METHODS AND PROCEDURES: We designed a prospective study to measure surgeon upper body muscle activation during laparoscopic surgery. Five attending surgeons experienced in laparoscopic surgery (>500 laparoscopic procedures performed) were recruited to participate, and provided data from a total of 24 laparoscopic surgeries performed over a period of two months (June to July 2014). Using a wireless electromyography (EMG) system, we obtained whole-case EMG traces from each surgeon’s biceps, triceps, deltoid, and trapezius muscles. After normalization to a maximum voltage of contraction (MVC), these EMG tracings were used to calculate average muscle activation for the laparoscopic portions of each procedure. Subjects were also asked to complete the NASA Task Load Index (NTLX) survey following each case as a subjective measure of task difficulty. Student’s T-test was used to compare average muscle activation and NTLX survey scores between patient groups with a BMI greater than 30 with those with a BMI less than 30 (p <0.05 considered statistically significant).
RESULTS: Twenty-four procedures including hernia repairs (n=8), bariatric surgeries (n=6), combination hernia/bariatric (n=6), sigmoid colectomy (n=1), cholecystectomy (n=1), and exploratory removal of an infected mesh (n=1) were analyzed. There were 11 patients with BMI less than 30 and 13 patients with BMI greater than 30. There was no significant difference in average muscle activation during laparoscopic surgery in patients with BMI greater than 30 compared with patients with a BMI less than 30. There was also no significant difference in NTLX when comparing the two groups.

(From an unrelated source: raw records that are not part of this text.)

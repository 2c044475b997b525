//! Stroke smoothing - velocity-windowed gaussian average of recent samples

use std::collections::VecDeque;

use serde::{Deserialize, Serialize};

use super::Coords;

/// Smoothing settings
#[derive(Debug, Clone, Copy, PartialEq, Serialize, Deserialize)]
#[serde(default, rename_all = "camelCase")]
pub struct SmoothingOptions {
    pub enabled: bool,
    /// Number of recent samples averaged, 0 disables smoothing
    pub quality: usize,
    /// Width of the gaussian window over accumulated velocity
    pub factor: f64,
}

impl Default for SmoothingOptions {
    fn default() -> Self {
        Self {
            enabled: false,
            quality: 20,
            factor: 50.0,
        }
    }
}

/// Averages each sample's position with the samples before it.
///
/// Weights fall off with the velocity accumulated walking back through the
/// history, so slow motion is smoothed over more samples than fast motion.
#[derive(Debug, Clone)]
pub struct StrokeSmoother {
    options: SmoothingOptions,
    history: VecDeque<Coords>,
}

impl StrokeSmoother {
    pub fn new(options: SmoothingOptions) -> Self {
        Self {
            options,
            history: VecDeque::with_capacity(options.quality.max(1)),
        }
    }

    pub fn options(&self) -> SmoothingOptions {
        self.options
    }

    fn is_active(&self) -> bool {
        self.options.enabled && self.options.quality > 0 && self.options.factor > 0.0
    }

    /// Record `coords` and return it with a smoothed position.
    ///
    /// Everything but `x` and `y` passes through unchanged.
    pub fn smooth(&mut self, coords: &Coords) -> Coords {
        let mut out = *coords;
        if !self.is_active() {
            return out;
        }

        self.history.push_back(*coords);
        if self.history.len() > self.options.quality {
            self.history.pop_front();
        }
        if self.history.len() < 2 {
            return out;
        }

        let factor = self.options.factor;
        let gaussian_weight = 1.0 / ((2.0 * std::f64::consts::PI).sqrt() * factor);
        let variance2 = 2.0 * factor * factor;

        let mut velocity_sum = 0.0;
        let mut scale_sum = 0.0;
        let (mut x, mut y) = (0.0, 0.0);
        for sample in self.history.iter().rev() {
            velocity_sum += sample.velocity * 100.0;
            let rate = gaussian_weight * (-velocity_sum * velocity_sum / variance2).exp();
            scale_sum += rate;
            x += rate * sample.x;
            y += rate * sample.y;
        }

        if scale_sum > 0.0 {
            out.x = x / scale_sum;
            out.y = y / scale_sum;
        }
        out
    }

    /// Forget the history; called at stroke start
    pub fn reset(&mut self) {
        self.history.clear();
    }

    pub fn len(&self) -> usize {
        self.history.len()
    }

    pub fn is_empty(&self) -> bool {
        self.history.is_empty()
    }
}

impl Default for StrokeSmoother {
    fn default() -> Self {
        Self::new(SmoothingOptions::default())
    }
}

CONCLUSIONS: Surprisingly, in our study patient obesity did not appear to affect surgeon ergonomics in laparoscopic procedures. Both muscle activation and perceived task difficulty appear to be independent of patient BMI. Compared to open surgery, the laparoscopic approach may be less affected by patient BMI. This may be due to the additional ergonomic stressors encountered in open surgery, including limited working space, smaller field of view, the added strain of retraction, and suboptimal surgeon posture. Further studies are necessary to confirm this potential ergonomic advantage of laparoscopic surgery over open surgery.